The overriding issue and source of confusion, both on scientific and political levels, is C. botulinum. FDA guidelines dictate that a 12-log reduction in C. botulinum levels is required to completely eliminate the spore in shelf-stable, non-refrigerated products. Micro filtration, flash pasteurization and HPP each only provide a 5-log reduction in spores, requiring product to be both distributed and stored at cold temperatures to inhibit germination. Therefore, Harmless Harvest, Coco Community and Rebel Kitchen all contain some level of C. botulinum, but maintaining cold temperatures during transportation and the existence of competing bacteria prevent spores from growing.
“If you are going to use micro filtration technology, you have to present data to inspector and have them approve it,” said Longfield. “[Harmless Harvest] presented it to their inspector in California, and the inspector approved it. Does that mean that is an acceptable way to go? That’s highly questionable. In conversations with experts in that field, they’ve made it abundantly clear as to why the FDA has never approved micro filtration as a method for controlling C. botulinum spores, which is because you can’t guarantee all the time that you eliminate 100 percent of the spores.”
Longfield added that an accepted log reduction for refrigerated products would be scientifically redundant because cold temperatures should prevent germination and growth of spores.
At Hiperbaric, Longfield has helped launch the “Cold Pressure Verified” program, a consumer education initiative in which participating companies, upon approval of submitted data and the completion of a third-party safety audit, will be allowed to use a Cold Pressure Verified seal on product labeling. She said the idea was to help guide the FDA and U.S. Department of Agriculture on how technology should be viewed from a food safety perspective, and not to advocate for a particular method over another.
“I’m not going to tell anyone to use HPP just because,” said Longfield. “If HPP doesn’t add value to your product, it’s not a good business decision. If it is going to put your company at risk because of food safety, it’s not a good business decision.
On the retail side, Seattle-based independent broker Craig Decker said he has observed retailers becoming more receptive to HPP and similarly processed beverages in recent years.
“I haven’t heard from any retailers whether they are more or less resistant to any particular product because of the technology used,” said Decker. “There’s always been an assumption that it was safe. There hasn’t been an issue with safety.”
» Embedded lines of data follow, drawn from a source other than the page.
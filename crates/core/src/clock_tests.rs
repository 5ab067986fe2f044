use super::*;

#[test]
fn fake_clock_advances_both_instant_and_epoch() {
    let clock = FakeClock::new();
    let epoch0 = clock.epoch_ms();
    let now0 = clock.now();
    clock.advance(Duration::from_secs(60));
    assert_eq!(clock.epoch_ms(), epoch0 + 60_000);
    assert!(clock.now() > now0);
}

#[test]
fn fake_clock_epoch_can_be_pinned() {
    let clock = FakeClock::new();
    clock.set_epoch_ms(1_771_000_000_000);
    assert_eq!(clock.epoch_ms(), 1_771_000_000_000);
}

#[test]
fn system_clock_epoch_is_plausible() {
    let clock = SystemClock;
    // Some time after 2020-01-01.
    assert!(clock.epoch_ms() > 1_577_836_800_000);
}
// SPDX-License-Identifier: MIT

//! Declarative macros for reducing boilerplate.
//!
//! - [`simple_display!`] — `Display` impl mapping enum variants to string literals
//! - [`builder!`] — test builder struct with Default, setters, and `build()`

/// Generate a `Display` impl that maps enum variants to string literals.
///
/// Unit variants match directly; data-carrying variants use `(..)` to ignore fields.
#[macro_export]
macro_rules! simple_display {
    ($enum:ty { $( $variant:ident $(( $($ignore:tt)* ))? => $str:expr ),+ $(,)? }) => {
        impl std::fmt::Display for $enum {
            fn fmt(&self, f: &mut std::fmt::Formatter<'_>) -> std::fmt::Result {
                f.write_str(match self {
                    $( Self::$variant $(( $($ignore)* ))? => $str, )+
                })
            }
        }
    };
}

/// Generate a test builder (struct + Default + setters + build).
///
/// All generated items are gated behind `#[cfg(any(test, feature = "test-support"))]`.
///
/// Field groups:
/// - `into { field: Type = default }` — setter uses `impl Into<Type>`
/// - `set { field: Type = default }` — setter takes `Type` directly
/// - `option { field: Type = default }` — builder field is `Option<Type>`,
///   setter wraps in `Some(v.into())`
/// - `computed { field: Type = expr }` — no builder field or setter;
///   value computed at build time
#[macro_export]
macro_rules! builder {
    (
        pub struct $builder:ident => $target:ident {
            $(into {
                $( $into_field:ident : $into_ty:ty = $into_default:expr ),* $(,)?
            })?
            $(set {
                $( $set_field:ident : $set_ty:ty = $set_default:expr ),* $(,)?
            })?
            $(option {
                $( $opt_field:ident : $opt_ty:ty = $opt_default:expr ),* $(,)?
            })?
            $(computed {
                $( $comp_field:ident : $comp_ty:ty = $comp_expr:expr ),* $(,)?
            })?
            build($self:ident) $build_body:block
        }
    ) => {
        #[cfg(any(test, feature = "test-support"))]
        pub struct $builder {
            $($( $into_field: $into_ty, )*)?
            $($( $set_field: $set_ty, )*)?
            $($( $opt_field: Option<$opt_ty>, )*)?
        }

        #[cfg(any(test, feature = "test-support"))]
        impl Default for $builder {
            fn default() -> Self {
                Self {
                    $($( $into_field: $into_default.into(), )*)?
                    $($( $set_field: $set_default, )*)?
                    $($( $opt_field: $opt_default, )*)?
                }
            }
        }

        #[cfg(any(test, feature = "test-support"))]
        impl $builder {
            $($(
                pub fn $into_field(mut self, v: impl Into<$into_ty>) -> Self {
                    self.$into_field = v.into();
                    self
                }
            )*)?
            $($(
                pub fn $set_field(mut self, v: $set_ty) -> Self {
                    self.$set_field = v;
                    self
                }
            )*)?
            $($(
                pub fn $opt_field(mut self, v: impl Into<$opt_ty>) -> Self {
                    self.$opt_field = Some(v.into());
                    self
                }
            )*)?

            pub fn build($self) -> $target $build_body
        }
    };
}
Decker said that shelf life and logistical costs related to shipping are driving retailer decisions on HPP beverages, rather than technology. He said that if sales were strong, that would likely offset any overhead expenses.
“I don’t think retailers are going out there to manufacturing trade shows and looking for this technology,” Decker said. “It is relevant to them as much as it provides dollar signs. If there’s related growth in percentage of sales, then it’s a big deal.”